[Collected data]
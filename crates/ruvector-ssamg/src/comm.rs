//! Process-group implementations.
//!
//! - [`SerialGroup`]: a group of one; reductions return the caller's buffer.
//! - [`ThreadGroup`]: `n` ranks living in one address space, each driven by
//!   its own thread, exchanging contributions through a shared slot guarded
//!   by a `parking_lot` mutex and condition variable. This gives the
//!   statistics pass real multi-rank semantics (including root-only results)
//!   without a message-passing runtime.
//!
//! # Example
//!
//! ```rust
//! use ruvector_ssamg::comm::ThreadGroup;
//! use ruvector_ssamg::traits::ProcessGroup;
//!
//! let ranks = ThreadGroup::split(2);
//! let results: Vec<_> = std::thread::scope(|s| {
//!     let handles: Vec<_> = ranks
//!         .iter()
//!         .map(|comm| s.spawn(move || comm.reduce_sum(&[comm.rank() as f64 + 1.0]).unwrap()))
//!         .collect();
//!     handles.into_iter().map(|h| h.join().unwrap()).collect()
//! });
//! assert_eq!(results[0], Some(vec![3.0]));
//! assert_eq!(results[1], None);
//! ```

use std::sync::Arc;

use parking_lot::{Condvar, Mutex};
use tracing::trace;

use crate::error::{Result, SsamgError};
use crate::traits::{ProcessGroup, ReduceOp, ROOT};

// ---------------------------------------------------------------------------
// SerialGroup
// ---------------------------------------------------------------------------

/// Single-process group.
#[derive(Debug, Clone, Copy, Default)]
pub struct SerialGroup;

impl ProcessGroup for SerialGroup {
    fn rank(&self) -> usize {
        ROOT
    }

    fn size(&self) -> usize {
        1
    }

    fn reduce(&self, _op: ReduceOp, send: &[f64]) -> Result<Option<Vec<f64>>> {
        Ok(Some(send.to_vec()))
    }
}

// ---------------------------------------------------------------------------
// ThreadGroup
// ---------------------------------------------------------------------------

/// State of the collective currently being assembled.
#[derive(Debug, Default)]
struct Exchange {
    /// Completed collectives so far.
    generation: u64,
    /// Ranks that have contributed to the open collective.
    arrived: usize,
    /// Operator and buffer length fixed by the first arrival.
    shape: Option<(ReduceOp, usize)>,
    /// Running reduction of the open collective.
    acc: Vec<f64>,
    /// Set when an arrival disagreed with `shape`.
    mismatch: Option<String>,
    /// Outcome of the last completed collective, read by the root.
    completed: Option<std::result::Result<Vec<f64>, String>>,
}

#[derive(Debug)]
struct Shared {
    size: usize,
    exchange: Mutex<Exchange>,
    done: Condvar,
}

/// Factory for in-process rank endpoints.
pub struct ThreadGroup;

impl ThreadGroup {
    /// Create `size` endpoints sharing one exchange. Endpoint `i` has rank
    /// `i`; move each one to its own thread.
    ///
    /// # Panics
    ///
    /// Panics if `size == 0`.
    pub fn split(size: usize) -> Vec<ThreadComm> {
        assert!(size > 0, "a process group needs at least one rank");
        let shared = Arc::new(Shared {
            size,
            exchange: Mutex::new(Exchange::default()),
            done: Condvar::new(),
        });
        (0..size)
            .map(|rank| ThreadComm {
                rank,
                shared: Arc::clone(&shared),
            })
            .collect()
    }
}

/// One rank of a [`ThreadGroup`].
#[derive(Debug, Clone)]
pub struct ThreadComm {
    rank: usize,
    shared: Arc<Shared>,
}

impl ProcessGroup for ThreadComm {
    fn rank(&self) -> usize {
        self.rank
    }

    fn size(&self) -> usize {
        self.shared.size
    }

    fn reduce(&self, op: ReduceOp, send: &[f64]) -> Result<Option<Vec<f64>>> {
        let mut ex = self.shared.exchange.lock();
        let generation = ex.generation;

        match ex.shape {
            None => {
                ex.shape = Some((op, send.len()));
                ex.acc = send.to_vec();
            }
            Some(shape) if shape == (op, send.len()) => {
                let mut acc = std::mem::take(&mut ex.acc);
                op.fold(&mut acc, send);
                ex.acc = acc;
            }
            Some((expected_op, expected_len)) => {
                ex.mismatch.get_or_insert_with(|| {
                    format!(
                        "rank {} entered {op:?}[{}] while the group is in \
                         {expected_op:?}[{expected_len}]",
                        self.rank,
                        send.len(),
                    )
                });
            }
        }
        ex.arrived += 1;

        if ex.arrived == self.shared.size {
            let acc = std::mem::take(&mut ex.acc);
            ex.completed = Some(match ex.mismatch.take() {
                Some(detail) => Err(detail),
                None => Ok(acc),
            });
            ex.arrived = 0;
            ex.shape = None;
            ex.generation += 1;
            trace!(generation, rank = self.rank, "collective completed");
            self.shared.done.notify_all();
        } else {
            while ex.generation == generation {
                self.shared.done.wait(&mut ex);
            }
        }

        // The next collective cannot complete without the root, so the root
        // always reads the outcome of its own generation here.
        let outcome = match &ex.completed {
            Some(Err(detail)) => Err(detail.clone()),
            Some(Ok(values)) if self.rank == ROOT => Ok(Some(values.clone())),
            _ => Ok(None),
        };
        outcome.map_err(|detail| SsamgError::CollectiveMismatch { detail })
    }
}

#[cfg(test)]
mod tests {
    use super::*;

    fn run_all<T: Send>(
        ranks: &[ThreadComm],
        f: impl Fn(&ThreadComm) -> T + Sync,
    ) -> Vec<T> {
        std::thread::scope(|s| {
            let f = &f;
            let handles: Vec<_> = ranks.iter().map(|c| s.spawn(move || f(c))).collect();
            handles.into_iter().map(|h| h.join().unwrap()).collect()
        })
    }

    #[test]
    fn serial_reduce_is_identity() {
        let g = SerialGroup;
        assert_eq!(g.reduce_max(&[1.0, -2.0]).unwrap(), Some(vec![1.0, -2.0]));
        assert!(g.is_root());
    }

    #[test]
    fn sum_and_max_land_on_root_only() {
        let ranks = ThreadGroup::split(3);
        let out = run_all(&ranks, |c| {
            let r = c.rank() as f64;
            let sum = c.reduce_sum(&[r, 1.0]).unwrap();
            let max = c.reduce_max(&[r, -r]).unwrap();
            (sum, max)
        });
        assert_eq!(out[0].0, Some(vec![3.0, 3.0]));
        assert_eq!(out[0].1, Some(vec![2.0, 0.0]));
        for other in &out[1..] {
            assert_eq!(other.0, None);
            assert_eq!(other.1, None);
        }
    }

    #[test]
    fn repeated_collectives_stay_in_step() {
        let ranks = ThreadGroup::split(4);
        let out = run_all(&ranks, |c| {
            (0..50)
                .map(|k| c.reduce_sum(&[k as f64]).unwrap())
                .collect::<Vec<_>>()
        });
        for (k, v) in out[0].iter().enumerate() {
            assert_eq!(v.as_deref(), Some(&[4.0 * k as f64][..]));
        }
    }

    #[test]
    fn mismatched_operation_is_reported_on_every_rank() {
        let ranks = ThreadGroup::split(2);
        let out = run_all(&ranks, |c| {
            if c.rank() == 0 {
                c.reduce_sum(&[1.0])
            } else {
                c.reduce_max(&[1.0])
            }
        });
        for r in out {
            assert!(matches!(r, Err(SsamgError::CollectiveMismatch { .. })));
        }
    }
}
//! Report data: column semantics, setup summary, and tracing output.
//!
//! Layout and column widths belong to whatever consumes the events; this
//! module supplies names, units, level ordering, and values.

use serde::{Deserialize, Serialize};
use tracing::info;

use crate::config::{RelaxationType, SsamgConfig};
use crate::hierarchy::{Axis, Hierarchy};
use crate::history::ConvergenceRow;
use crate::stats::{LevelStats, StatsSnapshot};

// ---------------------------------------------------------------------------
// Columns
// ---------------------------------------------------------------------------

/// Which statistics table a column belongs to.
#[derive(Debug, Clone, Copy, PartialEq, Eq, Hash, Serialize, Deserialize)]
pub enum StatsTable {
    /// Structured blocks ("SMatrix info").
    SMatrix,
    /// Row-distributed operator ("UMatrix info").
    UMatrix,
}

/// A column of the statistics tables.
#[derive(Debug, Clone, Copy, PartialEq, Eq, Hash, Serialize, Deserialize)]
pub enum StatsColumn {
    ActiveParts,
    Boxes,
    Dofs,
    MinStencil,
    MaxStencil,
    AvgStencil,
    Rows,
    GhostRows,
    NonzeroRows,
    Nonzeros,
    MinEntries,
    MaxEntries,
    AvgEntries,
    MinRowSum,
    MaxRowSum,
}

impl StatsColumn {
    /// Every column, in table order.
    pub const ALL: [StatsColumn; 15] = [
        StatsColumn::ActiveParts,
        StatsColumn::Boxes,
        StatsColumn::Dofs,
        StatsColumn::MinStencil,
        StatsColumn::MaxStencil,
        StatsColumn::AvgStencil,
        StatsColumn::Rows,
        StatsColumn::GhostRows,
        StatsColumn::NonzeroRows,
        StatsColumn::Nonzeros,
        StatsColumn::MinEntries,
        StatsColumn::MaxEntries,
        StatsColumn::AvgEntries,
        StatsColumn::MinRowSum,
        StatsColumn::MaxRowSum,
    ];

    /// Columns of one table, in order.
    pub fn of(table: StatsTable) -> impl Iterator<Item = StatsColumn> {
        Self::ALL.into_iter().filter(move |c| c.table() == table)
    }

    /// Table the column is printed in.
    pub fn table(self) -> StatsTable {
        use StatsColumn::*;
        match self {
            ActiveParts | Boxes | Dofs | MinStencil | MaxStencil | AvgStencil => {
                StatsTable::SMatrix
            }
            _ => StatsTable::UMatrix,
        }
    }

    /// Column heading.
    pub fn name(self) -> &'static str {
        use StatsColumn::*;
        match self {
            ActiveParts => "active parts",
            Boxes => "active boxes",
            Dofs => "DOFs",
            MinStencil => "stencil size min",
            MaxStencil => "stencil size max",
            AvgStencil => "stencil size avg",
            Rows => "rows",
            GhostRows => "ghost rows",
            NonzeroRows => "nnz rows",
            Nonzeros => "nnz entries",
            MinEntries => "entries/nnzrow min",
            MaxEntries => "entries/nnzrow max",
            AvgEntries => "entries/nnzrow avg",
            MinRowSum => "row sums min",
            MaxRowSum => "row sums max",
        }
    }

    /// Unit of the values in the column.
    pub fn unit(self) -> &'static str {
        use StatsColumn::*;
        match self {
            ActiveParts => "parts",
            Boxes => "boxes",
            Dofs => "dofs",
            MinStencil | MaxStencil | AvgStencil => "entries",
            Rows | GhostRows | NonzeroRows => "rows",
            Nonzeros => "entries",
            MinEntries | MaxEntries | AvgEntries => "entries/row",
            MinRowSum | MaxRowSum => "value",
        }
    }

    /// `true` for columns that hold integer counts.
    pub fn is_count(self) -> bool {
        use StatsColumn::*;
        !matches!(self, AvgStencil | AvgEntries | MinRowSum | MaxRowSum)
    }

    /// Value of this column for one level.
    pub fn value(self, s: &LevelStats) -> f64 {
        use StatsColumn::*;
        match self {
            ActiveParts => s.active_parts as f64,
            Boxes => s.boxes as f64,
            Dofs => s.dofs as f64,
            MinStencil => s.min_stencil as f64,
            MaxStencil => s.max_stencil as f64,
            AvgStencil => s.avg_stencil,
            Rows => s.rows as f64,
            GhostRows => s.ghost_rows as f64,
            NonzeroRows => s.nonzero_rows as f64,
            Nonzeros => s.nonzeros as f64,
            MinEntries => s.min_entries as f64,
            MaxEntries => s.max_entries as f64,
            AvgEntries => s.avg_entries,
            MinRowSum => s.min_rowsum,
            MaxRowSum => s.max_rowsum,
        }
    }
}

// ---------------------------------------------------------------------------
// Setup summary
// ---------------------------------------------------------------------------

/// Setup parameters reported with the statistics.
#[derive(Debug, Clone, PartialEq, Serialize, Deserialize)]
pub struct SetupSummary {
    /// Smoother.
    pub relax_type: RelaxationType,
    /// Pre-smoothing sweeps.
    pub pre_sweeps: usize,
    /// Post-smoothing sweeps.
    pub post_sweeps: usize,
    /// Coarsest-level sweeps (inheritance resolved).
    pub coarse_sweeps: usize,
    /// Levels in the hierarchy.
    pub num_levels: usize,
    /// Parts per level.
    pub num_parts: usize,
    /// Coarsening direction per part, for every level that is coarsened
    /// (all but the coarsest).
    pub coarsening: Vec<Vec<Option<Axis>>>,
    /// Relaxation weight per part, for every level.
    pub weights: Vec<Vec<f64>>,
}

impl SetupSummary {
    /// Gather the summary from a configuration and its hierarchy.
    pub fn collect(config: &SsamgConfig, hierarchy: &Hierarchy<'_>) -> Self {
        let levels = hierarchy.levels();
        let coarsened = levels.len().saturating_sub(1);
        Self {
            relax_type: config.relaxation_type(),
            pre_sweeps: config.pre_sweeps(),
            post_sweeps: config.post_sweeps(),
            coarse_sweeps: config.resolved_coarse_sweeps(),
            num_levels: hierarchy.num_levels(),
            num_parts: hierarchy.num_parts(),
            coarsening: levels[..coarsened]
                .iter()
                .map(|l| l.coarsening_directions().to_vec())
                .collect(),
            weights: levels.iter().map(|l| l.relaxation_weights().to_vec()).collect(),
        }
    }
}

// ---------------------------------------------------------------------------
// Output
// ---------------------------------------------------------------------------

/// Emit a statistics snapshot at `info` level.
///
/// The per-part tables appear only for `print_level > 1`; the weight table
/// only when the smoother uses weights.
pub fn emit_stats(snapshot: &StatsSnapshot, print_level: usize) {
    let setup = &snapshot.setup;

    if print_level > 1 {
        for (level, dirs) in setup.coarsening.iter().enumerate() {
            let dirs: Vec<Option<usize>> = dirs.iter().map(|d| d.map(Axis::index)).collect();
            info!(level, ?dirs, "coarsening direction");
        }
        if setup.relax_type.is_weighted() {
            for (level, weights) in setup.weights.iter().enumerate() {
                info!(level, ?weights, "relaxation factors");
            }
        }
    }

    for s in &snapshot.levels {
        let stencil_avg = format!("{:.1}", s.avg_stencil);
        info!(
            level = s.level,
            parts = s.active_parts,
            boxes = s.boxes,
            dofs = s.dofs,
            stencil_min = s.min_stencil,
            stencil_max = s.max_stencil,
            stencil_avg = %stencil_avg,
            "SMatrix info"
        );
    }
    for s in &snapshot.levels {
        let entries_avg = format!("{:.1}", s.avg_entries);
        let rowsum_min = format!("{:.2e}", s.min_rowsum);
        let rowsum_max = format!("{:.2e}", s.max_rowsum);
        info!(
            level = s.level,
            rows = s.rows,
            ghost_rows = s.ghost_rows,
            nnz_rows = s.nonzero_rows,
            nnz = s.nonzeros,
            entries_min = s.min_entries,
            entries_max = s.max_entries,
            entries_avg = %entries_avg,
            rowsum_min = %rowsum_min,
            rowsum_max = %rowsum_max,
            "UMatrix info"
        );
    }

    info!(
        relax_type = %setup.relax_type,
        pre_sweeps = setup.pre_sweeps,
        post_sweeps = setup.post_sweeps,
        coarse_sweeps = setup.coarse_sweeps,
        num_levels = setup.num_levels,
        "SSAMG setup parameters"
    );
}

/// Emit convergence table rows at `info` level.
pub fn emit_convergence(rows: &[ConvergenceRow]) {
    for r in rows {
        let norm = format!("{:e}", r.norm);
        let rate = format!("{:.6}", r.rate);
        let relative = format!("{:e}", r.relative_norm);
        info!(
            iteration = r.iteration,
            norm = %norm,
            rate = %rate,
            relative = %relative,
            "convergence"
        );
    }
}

--

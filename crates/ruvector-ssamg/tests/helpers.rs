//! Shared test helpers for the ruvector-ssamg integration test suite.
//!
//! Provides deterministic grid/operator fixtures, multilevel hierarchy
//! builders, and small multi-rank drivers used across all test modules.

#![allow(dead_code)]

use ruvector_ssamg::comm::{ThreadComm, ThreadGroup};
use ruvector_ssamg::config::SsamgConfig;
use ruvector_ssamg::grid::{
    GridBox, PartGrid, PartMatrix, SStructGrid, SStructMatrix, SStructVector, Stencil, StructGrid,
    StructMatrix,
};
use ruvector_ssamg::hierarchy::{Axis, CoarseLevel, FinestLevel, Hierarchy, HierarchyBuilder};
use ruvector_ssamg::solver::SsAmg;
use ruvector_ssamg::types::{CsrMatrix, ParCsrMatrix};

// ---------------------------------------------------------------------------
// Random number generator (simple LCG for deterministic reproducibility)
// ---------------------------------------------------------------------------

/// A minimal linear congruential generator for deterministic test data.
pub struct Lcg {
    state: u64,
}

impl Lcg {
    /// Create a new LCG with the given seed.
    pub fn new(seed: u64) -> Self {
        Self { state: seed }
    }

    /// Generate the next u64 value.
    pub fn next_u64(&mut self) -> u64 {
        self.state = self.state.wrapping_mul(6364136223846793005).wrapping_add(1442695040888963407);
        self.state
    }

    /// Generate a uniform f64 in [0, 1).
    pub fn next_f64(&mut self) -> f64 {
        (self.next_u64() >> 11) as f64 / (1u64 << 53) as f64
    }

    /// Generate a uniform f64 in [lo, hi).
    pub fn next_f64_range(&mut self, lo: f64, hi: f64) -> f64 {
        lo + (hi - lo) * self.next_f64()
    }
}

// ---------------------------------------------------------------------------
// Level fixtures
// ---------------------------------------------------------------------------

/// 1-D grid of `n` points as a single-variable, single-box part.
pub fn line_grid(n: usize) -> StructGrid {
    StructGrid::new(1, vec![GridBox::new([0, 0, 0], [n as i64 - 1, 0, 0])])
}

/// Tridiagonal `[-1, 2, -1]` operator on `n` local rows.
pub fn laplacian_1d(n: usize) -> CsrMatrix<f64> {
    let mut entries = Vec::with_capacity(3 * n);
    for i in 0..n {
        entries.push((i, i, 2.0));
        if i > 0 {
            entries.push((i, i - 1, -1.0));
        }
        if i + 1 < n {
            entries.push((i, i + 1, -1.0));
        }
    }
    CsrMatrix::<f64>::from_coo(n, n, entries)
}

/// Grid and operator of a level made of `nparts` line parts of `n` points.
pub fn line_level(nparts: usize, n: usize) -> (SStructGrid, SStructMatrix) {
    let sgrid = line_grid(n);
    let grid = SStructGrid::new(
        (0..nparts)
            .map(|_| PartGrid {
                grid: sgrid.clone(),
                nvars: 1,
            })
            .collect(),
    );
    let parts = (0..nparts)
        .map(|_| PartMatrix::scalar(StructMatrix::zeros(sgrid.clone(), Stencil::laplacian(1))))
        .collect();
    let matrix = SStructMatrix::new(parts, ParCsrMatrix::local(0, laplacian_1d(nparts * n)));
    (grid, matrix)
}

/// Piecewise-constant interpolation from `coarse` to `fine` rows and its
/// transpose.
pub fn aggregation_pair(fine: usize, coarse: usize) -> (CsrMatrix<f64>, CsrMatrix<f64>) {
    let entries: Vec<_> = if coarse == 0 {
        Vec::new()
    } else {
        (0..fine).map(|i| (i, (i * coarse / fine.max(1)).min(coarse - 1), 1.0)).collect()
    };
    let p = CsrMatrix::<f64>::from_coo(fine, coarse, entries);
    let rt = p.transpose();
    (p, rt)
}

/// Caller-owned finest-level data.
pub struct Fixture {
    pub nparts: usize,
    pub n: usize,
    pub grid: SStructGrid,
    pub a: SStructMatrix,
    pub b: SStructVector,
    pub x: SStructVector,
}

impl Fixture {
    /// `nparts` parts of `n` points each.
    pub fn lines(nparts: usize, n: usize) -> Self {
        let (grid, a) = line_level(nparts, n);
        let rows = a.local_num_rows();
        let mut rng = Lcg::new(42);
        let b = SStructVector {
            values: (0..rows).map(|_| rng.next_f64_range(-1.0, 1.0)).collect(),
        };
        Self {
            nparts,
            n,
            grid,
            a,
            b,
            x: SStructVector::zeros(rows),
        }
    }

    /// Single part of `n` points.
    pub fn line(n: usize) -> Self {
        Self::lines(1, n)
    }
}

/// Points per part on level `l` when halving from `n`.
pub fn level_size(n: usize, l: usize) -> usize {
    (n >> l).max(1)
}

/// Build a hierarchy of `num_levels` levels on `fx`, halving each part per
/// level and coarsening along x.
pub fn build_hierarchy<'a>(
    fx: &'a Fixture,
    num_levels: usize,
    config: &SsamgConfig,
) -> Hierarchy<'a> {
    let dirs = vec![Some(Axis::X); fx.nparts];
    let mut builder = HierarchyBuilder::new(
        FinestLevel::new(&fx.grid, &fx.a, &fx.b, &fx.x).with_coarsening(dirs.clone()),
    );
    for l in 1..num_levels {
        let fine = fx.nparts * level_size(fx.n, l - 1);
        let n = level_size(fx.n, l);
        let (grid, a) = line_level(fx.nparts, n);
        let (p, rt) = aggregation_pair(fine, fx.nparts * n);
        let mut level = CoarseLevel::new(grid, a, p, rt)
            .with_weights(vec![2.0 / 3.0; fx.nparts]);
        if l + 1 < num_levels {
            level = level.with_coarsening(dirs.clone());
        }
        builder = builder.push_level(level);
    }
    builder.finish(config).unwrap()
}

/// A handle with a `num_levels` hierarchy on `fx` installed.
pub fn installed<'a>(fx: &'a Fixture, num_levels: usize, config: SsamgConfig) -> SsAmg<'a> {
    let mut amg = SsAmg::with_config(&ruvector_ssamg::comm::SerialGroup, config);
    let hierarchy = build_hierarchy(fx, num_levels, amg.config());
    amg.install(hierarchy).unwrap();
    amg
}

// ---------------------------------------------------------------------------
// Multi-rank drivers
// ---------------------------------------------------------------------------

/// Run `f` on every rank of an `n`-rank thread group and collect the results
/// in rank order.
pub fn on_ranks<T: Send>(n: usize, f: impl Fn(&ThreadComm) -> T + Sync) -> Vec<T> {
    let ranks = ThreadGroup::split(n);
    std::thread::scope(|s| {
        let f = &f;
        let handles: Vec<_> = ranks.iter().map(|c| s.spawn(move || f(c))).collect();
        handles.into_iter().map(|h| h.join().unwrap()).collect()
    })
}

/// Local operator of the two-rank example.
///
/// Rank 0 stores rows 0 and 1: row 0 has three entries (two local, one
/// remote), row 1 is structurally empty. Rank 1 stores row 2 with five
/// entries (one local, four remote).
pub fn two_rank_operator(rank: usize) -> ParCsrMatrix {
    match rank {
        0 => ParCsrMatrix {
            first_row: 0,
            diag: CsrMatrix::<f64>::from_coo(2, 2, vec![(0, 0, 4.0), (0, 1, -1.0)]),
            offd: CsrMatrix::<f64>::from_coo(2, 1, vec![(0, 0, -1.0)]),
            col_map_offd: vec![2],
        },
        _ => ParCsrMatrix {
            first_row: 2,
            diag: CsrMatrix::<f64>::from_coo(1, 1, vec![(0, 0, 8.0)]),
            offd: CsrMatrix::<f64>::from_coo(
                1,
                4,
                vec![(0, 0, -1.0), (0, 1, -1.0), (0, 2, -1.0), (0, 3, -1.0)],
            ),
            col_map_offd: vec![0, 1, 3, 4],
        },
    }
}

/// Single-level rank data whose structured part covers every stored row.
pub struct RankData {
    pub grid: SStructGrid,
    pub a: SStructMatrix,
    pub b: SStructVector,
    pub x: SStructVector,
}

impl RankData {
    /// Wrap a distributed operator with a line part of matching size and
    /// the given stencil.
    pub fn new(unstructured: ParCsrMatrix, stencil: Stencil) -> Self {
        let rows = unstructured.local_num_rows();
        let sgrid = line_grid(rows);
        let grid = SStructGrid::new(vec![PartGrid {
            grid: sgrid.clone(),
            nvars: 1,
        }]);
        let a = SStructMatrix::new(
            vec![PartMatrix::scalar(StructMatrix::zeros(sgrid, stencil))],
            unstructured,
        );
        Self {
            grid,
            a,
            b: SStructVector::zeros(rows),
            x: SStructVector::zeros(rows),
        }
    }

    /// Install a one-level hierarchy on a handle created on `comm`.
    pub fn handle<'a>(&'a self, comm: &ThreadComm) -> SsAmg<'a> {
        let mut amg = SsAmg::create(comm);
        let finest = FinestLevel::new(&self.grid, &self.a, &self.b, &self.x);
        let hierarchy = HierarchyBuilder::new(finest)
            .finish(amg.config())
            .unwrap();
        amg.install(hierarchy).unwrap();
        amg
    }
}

Work required – Read the entries and select each line where the word "derive" is found.

Response below –
#[derive(Debug, Clone, Copy, Default)]
#[derive(Debug, Default)]
#[derive(Debug)]
#[derive(Debug, Clone)]
#[derive(Debug, Clone, Copy, PartialEq, Eq, Hash, Serialize, Deserialize)]
#[derive(Debug, Clone, Copy, PartialEq, Eq, Hash, Serialize, Deserialize)]
#[derive(Debug, Clone, PartialEq, Serialize, Deserialize)]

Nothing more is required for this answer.